# git-subset
[](https://travis-ci.org/jasonwhite/git-subset)
[](https://ci.appveyor.com/project/jasonwhite/git-subset/branch/master)
This is a tool to filter a Git repository for a whitelist of files and folders.
It has a more narrow scope than `git filter-branch` but is *significantly*
faster.
## Why?
This tool was created to limit access to a very large proprietary codebase (for
security reasons). That is, the `master` branch in repo `A` is filtered into
repo `B` where those with access to `B` only see a small subset of the real
repo `A`.
## Usage
$ git-subset --help
USAGE:
git-subset [FLAGS] [OPTIONS] --branch <branch> [--] [revspec]
FLAGS:
-f, --force Overwrites the branch name if it exists.
-h, --help Prints help information
--nomap Does not use the saved map. Useful for profiling purposes.
-q, --quiet Don't print as much progress.
-V, --version Prints version information
OPTIONS:
-b, --branch <branch> Name of the branch to create on the rewritten commits.
--filter-file <filter-file> Path to the file containing paths to keep.
-p, --path <path>... Path to include. Can be specified multiple times.
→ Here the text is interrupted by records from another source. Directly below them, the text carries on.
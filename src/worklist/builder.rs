use chrono::{DateTime, Local};
use log::debug;

use crate::tip_types::tip_type_from_name;
use crate::tips::TipState;
use crate::wells::WellRef;

use super::command::{Opcode, TipMask, WorklistCommand};
use super::config::{check_field, check_line_text, TipMarkers, WorklistConfig};
use super::error::WorklistError;

/// An ordered, validated log of worklist commands.
///
/// Commands are only ever appended, and only through the operations below. Each
/// operation is all-or-nothing: when it returns an error the command log, the tip
/// state and the active batch are exactly as they were before the call.
#[derive(Debug, Clone)]
pub struct Worklist {
    pub(super) config: WorklistConfig,
    pub(super) created: DateTime<Local>,
    pub(super) tips: TipState,
    pub(super) active_batch: Vec<usize>,
    pub(super) tip_type: String,
    pub(super) commands: Vec<WorklistCommand>,
}

impl Worklist {
    /// Create an empty worklist; all channels start without tips
    pub fn new(config: WorklistConfig) -> Result<Self, WorklistError> {
        config.validate()?;
        Ok(Self {
            tips: TipState::new(config.channel_count, config.tip_replace),
            active_batch: (0..config.channel_count).collect(),
            tip_type: config.tip_type.clone(),
            created: Local::now(),
            commands: Vec::new(),
            config,
        })
    }

    /// Replace the creation timestamp written to the header
    pub fn with_created(mut self, created: DateTime<Local>) -> Self {
        self.created = created;
        self
    }

    /// Worklist name
    pub fn name(&self) -> &str {
        &self.config.name
    }

    /// Configuration the worklist was built with
    pub fn config(&self) -> &WorklistConfig {
        &self.config
    }

    /// Creation timestamp, captured once at construction
    pub fn created(&self) -> DateTime<Local> {
        self.created
    }

    /// Read-only view of the command log, in execution order
    pub fn commands(&self) -> &[WorklistCommand] {
        &self.commands
    }

    /// Number of commands in the log
    pub fn len(&self) -> usize {
        self.commands.len()
    }

    /// True if no command has been appended
    pub fn is_empty(&self) -> bool {
        self.commands.is_empty()
    }

    /// Current tip state
    pub fn tips(&self) -> &TipState {
        &self.tips
    }

    /// Channels addressed by operations that do not name a channel
    pub fn active_batch(&self) -> &[usize] {
        &self.active_batch
    }

    /// Tip type of the most recent pick-up, or the configured default
    pub fn tip_type(&self) -> &str {
        &self.tip_type
    }

    /// Run `op` and undo everything it did if it fails
    pub(super) fn transaction<T>(
        &mut self,
        op: impl FnOnce(&mut Self) -> Result<T, WorklistError>,
    ) -> Result<T, WorklistError> {
        let len = self.commands.len();
        let tips = self.tips.clone();
        let active_batch = self.active_batch.clone();
        let tip_type = self.tip_type.clone();

        let result = op(self);
        if result.is_err() {
            self.commands.truncate(len);
            self.tips = tips;
            self.active_batch = active_batch;
            self.tip_type = tip_type;
        }
        result
    }

    fn push(&mut self, command: WorklistCommand) {
        debug!("[{}] {}", self.commands.len(), command);
        self.commands.push(command);
    }

    /// Mount tips on `channels` and make them the active batch.
    ///
    /// `tip_type` accepts full DiTi strings or short names such as `"fca 50 filtered"`.
    pub fn pick_up(&mut self, tip_type: Option<&str>, channels: &[usize]) -> Result<(), WorklistError> {
        self.transaction(|wl| {
            if channels.is_empty() {
                return Err(WorklistError::EmptyBatch("pick_up"));
            }
            if let Some(name) = tip_type {
                check_line_text("tip type", name)?;
            }

            wl.tips.pick_up(channels)?;
            wl.active_batch = channels.to_vec();
            if let Some(name) = tip_type.filter(|name| !name.trim().is_empty()) {
                wl.tip_type = tip_type_from_name(name);
            }
            debug!("Picked up {} on channel(s) {:?}", wl.tip_type, channels);

            if wl.config.tip_markers == TipMarkers::Emit {
                wl.push(WorklistCommand::wash(TipMask::from_channels(channels)));
            }
            Ok(())
        })
    }

    /// Aspirate `volumes[i]` from `wells[i]` of `rack_label` with `channels[i]`
    pub fn aspirate<W>(
        &mut self,
        rack_label: &str,
        wells: &[W],
        volumes: &[f64],
        liquid_class: Option<&str>,
        channels: &[usize],
    ) -> Result<(), WorklistError>
    where
        W: Clone + Into<WellRef>,
    {
        self.liquid(Opcode::Aspirate, rack_label, wells, volumes, liquid_class, channels)
    }

    /// Dispense `volumes[i]` into `wells[i]` of `rack_label` with `channels[i]`.
    ///
    /// Dispensed volumes are not checked against what was aspirated.
    pub fn dispense<W>(
        &mut self,
        rack_label: &str,
        wells: &[W],
        volumes: &[f64],
        liquid_class: Option<&str>,
        channels: &[usize],
    ) -> Result<(), WorklistError>
    where
        W: Clone + Into<WellRef>,
    {
        self.liquid(Opcode::Dispense, rack_label, wells, volumes, liquid_class, channels)
    }

    fn liquid<W>(
        &mut self,
        opcode: Opcode,
        rack_label: &str,
        wells: &[W],
        volumes: &[f64],
        liquid_class: Option<&str>,
        channels: &[usize],
    ) -> Result<(), WorklistError>
    where
        W: Clone + Into<WellRef>,
    {
        self.transaction(|wl| {
            if wells.len() != volumes.len() || wells.len() != channels.len() {
                return Err(WorklistError::ArityMismatch {
                    wells: wells.len(),
                    volumes: volumes.len(),
                    channels: channels.len(),
                });
            }
            if channels.is_empty() {
                return Err(WorklistError::EmptyBatch(if opcode == Opcode::Aspirate {
                    "aspirate"
                } else {
                    "dispense"
                }));
            }

            wl.tips.require_mounted(channels)?;

            let positions = wells
                .iter()
                .map(|well| wl.config.plate.position_of(&well.clone().into()))
                .collect::<Result<Vec<u32>, _>>()?;

            if let Some(&bad) = volumes.iter().find(|v| !v.is_finite() || **v < 0.0) {
                return Err(WorklistError::InvalidVolume(bad));
            }

            check_field("rack label", rack_label)?;
            let liquid_class = match liquid_class {
                Some(lc) if !lc.is_empty() => lc.to_string(),
                _ => wl.config.liquid_class.clone(),
            };
            check_field("liquid class", &liquid_class)?;

            for ((&position, &volume), &channel) in positions.iter().zip(volumes).zip(channels) {
                wl.push(WorklistCommand::liquid(
                    opcode,
                    rack_label,
                    position,
                    volume,
                    liquid_class.clone(),
                    TipMask::channel(channel),
                ));
            }
            Ok(())
        })
    }

    /// Eject tips from `channels`
    pub fn drop_tips(&mut self, channels: &[usize]) -> Result<(), WorklistError> {
        self.transaction(|wl| {
            if channels.is_empty() {
                return Err(WorklistError::EmptyBatch("drop_tips"));
            }
            wl.tips.drop_tips(channels)?;
            debug!("Dropped tips on channel(s) {:?}", channels);

            if wl.config.tip_markers == TipMarkers::Emit {
                wl.push(WorklistCommand::wash(TipMask::from_channels(channels)));
            }
            Ok(())
        })
    }

    /// Append a `W` line for every channel currently holding a tip
    pub fn wash_tips(&mut self) -> Result<(), WorklistError> {
        let mounted = self.tips.mounted_channels();
        if mounted.is_empty() {
            return Err(WorklistError::EmptyBatch("wash_tips"));
        }
        self.push(WorklistCommand::wash(TipMask::from_channels(&mounted)));
        Ok(())
    }

    /// Append a `C` line
    pub fn comment(&mut self, text: &str) -> Result<(), WorklistError> {
        check_line_text("comment", text)?;
        self.push(WorklistCommand::comment(text));
        Ok(())
    }

    /// Move `volume` from one well to another on the default channel.
    ///
    /// With `new_tip` set and no tip on the channel, the pair is wrapped in a pick-up
    /// and a drop. Without `new_tip` a tip must already be mounted.
    #[allow(clippy::too_many_arguments)]
    pub fn transfer(
        &mut self,
        source_rack: &str,
        source_well: impl Into<WellRef>,
        dest_rack: &str,
        dest_well: impl Into<WellRef>,
        volume: f64,
        liquid_class: Option<&str>,
        new_tip: bool,
    ) -> Result<(), WorklistError> {
        let source_well = source_well.into();
        let dest_well = dest_well.into();
        self.transaction(|wl| {
            let channel = [wl.config.default_channel];
            let fresh_tip = new_tip && !wl.tips.is_mounted(channel[0]);

            if fresh_tip {
                wl.pick_up(None, &channel)?;
            }
            wl.aspirate(source_rack, &[source_well], &[volume], liquid_class, &channel)?;
            wl.dispense(dest_rack, &[dest_well], &[volume], liquid_class, &channel)?;
            if fresh_tip {
                wl.drop_tips(&channel)?;
            }
            Ok(())
        })
    }

    /// Aspirate once and dispense into several wells on the default channel.
    ///
    /// The aspirate takes `total`, or the sum of `volume_per_well` when `total` is
    /// `None`. A tip must already be mounted.
    #[allow(clippy::too_many_arguments)]
    pub fn multi_dispense<W>(
        &mut self,
        source_rack: &str,
        source_well: impl Into<WellRef>,
        total: Option<f64>,
        dest_rack: &str,
        dest_wells: &[W],
        volume_per_well: &[f64],
        liquid_class: Option<&str>,
    ) -> Result<(), WorklistError>
    where
        W: Clone + Into<WellRef>,
    {
        let source_well = source_well.into();
        self.transaction(|wl| {
            if dest_wells.len() != volume_per_well.len() {
                return Err(WorklistError::ArityMismatch {
                    wells: dest_wells.len(),
                    volumes: volume_per_well.len(),
                    channels: 1,
                });
            }
            if dest_wells.is_empty() {
                return Err(WorklistError::EmptyBatch("multi_dispense"));
            }

            let required: f64 = volume_per_well.iter().sum();
            let total = total.unwrap_or(required);
            // Sums of decimal volumes carry rounding error; a total equal to the
            // intended sum must still pass.
            let tolerance = f64::EPSILON * required.abs().max(1.0) * volume_per_well.len() as f64;
            if total < required - tolerance {
                return Err(WorklistError::InsufficientVolume { total, required });
            }

            let channel = wl.config.default_channel;
            wl.aspirate(source_rack, &[source_well], &[total], liquid_class, &[channel])?;
            for (well, &volume) in dest_wells.iter().zip(volume_per_well) {
                wl.dispense(dest_rack, &[well.clone()], &[volume], liquid_class, &[channel])?;
            }
            Ok(())
        })
    }

    /// Transfer `transfer_volume` from each well to the next, with a fresh tip per step
    pub fn serial_dilution<W>(
        &mut self,
        rack_label: &str,
        wells: &[W],
        transfer_volume: f64,
        liquid_class: Option<&str>,
    ) -> Result<(), WorklistError>
    where
        W: Clone + Into<WellRef>,
    {
        self.transaction(|wl| {
            if wells.is_empty() {
                return Err(WorklistError::EmptyBatch("serial_dilution"));
            }
            for pair in wells.windows(2) {
                wl.transfer(
                    rack_label,
                    pair[0].clone(),
                    rack_label,
                    pair[1].clone(),
                    transfer_volume,
                    liquid_class,
                    true,
                )?;
            }
            Ok(())
        })
    }
}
-r, --repo <repo> Path to the repository. Defaults to the current directory. [default: .]
ARGS:
<revspec> The ref to filter from. [default: HEAD]
## Contrived Example
Suppose we want to create a subset of the Linux source tree and we have a list
of the files and folders we want to keep:
$ cat linux.filter
README
COPYING
Makefile
include/
fs/btrfs/
Now, clone the Linux kernel (or another repository that isn't so *YUGE*):
$ git clone https://github.com/torvalds/linux.git
*10 hours later...*
$ cd linux
Now, to filter out everything that isn't listed in `linux.filter`. (Brace
yourself for awesome speed!)
$ git-subtree --filter-file ../linux.filter --branch new-master
Getting list of commits...
Rewriting 4327da054142f4dbf74615918b71441d95025bad (678123/678123) - 100%
Branch 'new-master' created.
On my test machine with an SSD, this churned through 678,123 commits in about
**3 minutes**. This is *far* faster than `git filter-branch`. Let's just say
that it probably took less time to write this tool than it would have for `git
filter-branch` to finish running.
Running it again after pulling down the latest changes...
$ git pull
$ git-subtree --filter-file ../linux.filter --branch new-master --force
...took about **20 seconds** because the mapping of old commit hashes to new
commit hashes has been cached from the previous run (use `--nomap` to disable
this).
Now, the new commit history is in the `new-master` branch and it contains only
the history for the list of files and folders we specified:
$ git ls-tree new-master
100644 blob ca442d313d86dc67e0a2e5d584b465bd382cbf5c COPYING
100644 blob 470bd4d9513ac42eb164cb4513300966a726fa37 Makefile
100644 blob b2ba4aaa3a71046653599aa0b3798b211a2c0d30 README
040000 tree 248cb042ad04f4b6d90a876b7ca35d1617de1e46 fs
040000 tree d3ba01442799c0b5169cc3daeb6ab7da150f47dd include
`new-master` can then be pushed to a new repository that contains only the
history of the files and folders we want.
## Related Tools
* The [BFG Repo Cleaner](https://github.com/rtyley/bfg-repo-cleaner).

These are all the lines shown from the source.